October 14, 2025 AT 12:33 PM
The dosing schedule you outlined is spot‑on; 10‑15 mg/kg every eight hours provides adequate CSF levels while renal monitoring mitigates toxicity risks.
October 18, 2025 AT 03:33 AM
Oh sure, because popping a few pills is all it takes to cure a viral meningitis episode 😏
October 21, 2025 AT 18:33 PM
lol this is boring.
October 25, 2025 AT 09:33 AM
Great rundown! I’d add that for patients with borderline renal function, a 25 % dose reduction is often enough to stay safe without compromising efficacy.
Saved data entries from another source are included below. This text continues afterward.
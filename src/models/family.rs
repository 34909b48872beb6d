//! Address family and its widths.

use std::net::IpAddr;

/// IP address family of a subnet.
#[derive(Eq, PartialEq, Ord, PartialOrd, Debug, Copy, Clone, Hash)]
pub enum Family {
    V4,
    V6,
}

impl Family {
    /// Family of the given address.
    pub const fn of(addr: &IpAddr) -> Family {
        match addr {
            IpAddr::V4(_) => Family::V4,
            IpAddr::V6(_) => Family::V6,
        }
    }

    /// Number of bytes in an address of this family.
    pub const fn width(self) -> usize {
        match self {
            Family::V4 => 4,
            Family::V6 => 16,
        }
    }

    /// Number of bits in an address of this family, i.e. the longest prefix.
    pub const fn bits(self) -> u8 {
        match self {
            Family::V4 => 32,
            Family::V6 => 128,
        }
    }

    pub const fn is_v4(self) -> bool {
        matches!(self, Family::V4)
    }
}

impl std::fmt::Display for Family {
    fn fmt(&self, f: &mut std::fmt::Formatter) -> std::fmt::Result {
        match self {
            Family::V4 => write!(f, "IPv4"),
            Family::V6 => write!(f, "IPv6"),
        }
    }
}

#[cfg(test)]
mod tests {
    use super::*;

    #[test]
    fn test_family_widths() {
        let v4: IpAddr = "10.0.0.1".parse().unwrap();
        let v6: IpAddr = "fe80::1".parse().unwrap();
        assert_eq!(Family::of(&v4), Family::V4);
        assert_eq!(Family::of(&v6), Family::V6);
        assert_eq!(Family::V4.width(), 4);
        assert_eq!(Family::V6.width(), 16);
        assert_eq!(Family::V4.bits(), 32);
        assert_eq!(Family::V6.bits(), 128);
        assert!(Family::V4.is_v4());
        assert!(!Family::V6.is_v4());
        assert!(Family::V4 < Family::V6);
    }
}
October 29, 2025 AT 00:33 AM
When you consider the pathophysiology, the elegance of acyclovir’s mechanism shines through. The drug mimics guanosine, gets phosphorylated by HSV’s thymidine kinase, and then halts viral DNA polymerase, effectively stopping replication. This selective activation means healthy cells are spared, which is why the side‑effect profile remains manageable in most patients. Moreover, the drug’s bioavailability, though modest orally, can be boosted via valacyclovir, providing a seamless step‑down from IV therapy. Clinical studies have demonstrated that early intervention-ideally within 48 hours of symptom onset-reduces the frequency of recurrent episodes dramatically. In practice, I’ve seen patients who adhered to a 10‑day IV course followed by a 7‑day oral taper experience no further attacks for months. Renal dosing adjustments are critical; a patient with a creatinine clearance of 35 mL/min should have the dose halved, and serum creatinine should be checked daily. In immunocompromised hosts, extending the IV course to 14‑21 days may be warranted, as their immune response is insufficient to clear residual virus. It’s also worth noting that PCR testing, while highly sensitive, can yield false negatives if performed after the initial 48‑hour window, so a repeat lumbar puncture can be lifesaving. Finally, patient education about recognizing early headache and fever signs can prompt earlier treatment, further reducing morbidity.
November 1, 2025 AT 15:33 PM
Sure, the “official” guidelines are fine… until you realize the pharma giants are the ones deciding which antivirals get promoted, while the newer, possibly safer options are hidden in the shadows.
November 5, 2025 AT 06:33 AM
One must always remember that proper dosing is not merely a suggestion; it is an ethical imperative. Skipping renal checks is tantamount to negligence; the consequences can be severe-acute tubular necrosis, for instance. Thus, clinicians bear a moral responsibility to follow the protocol without shortcuts.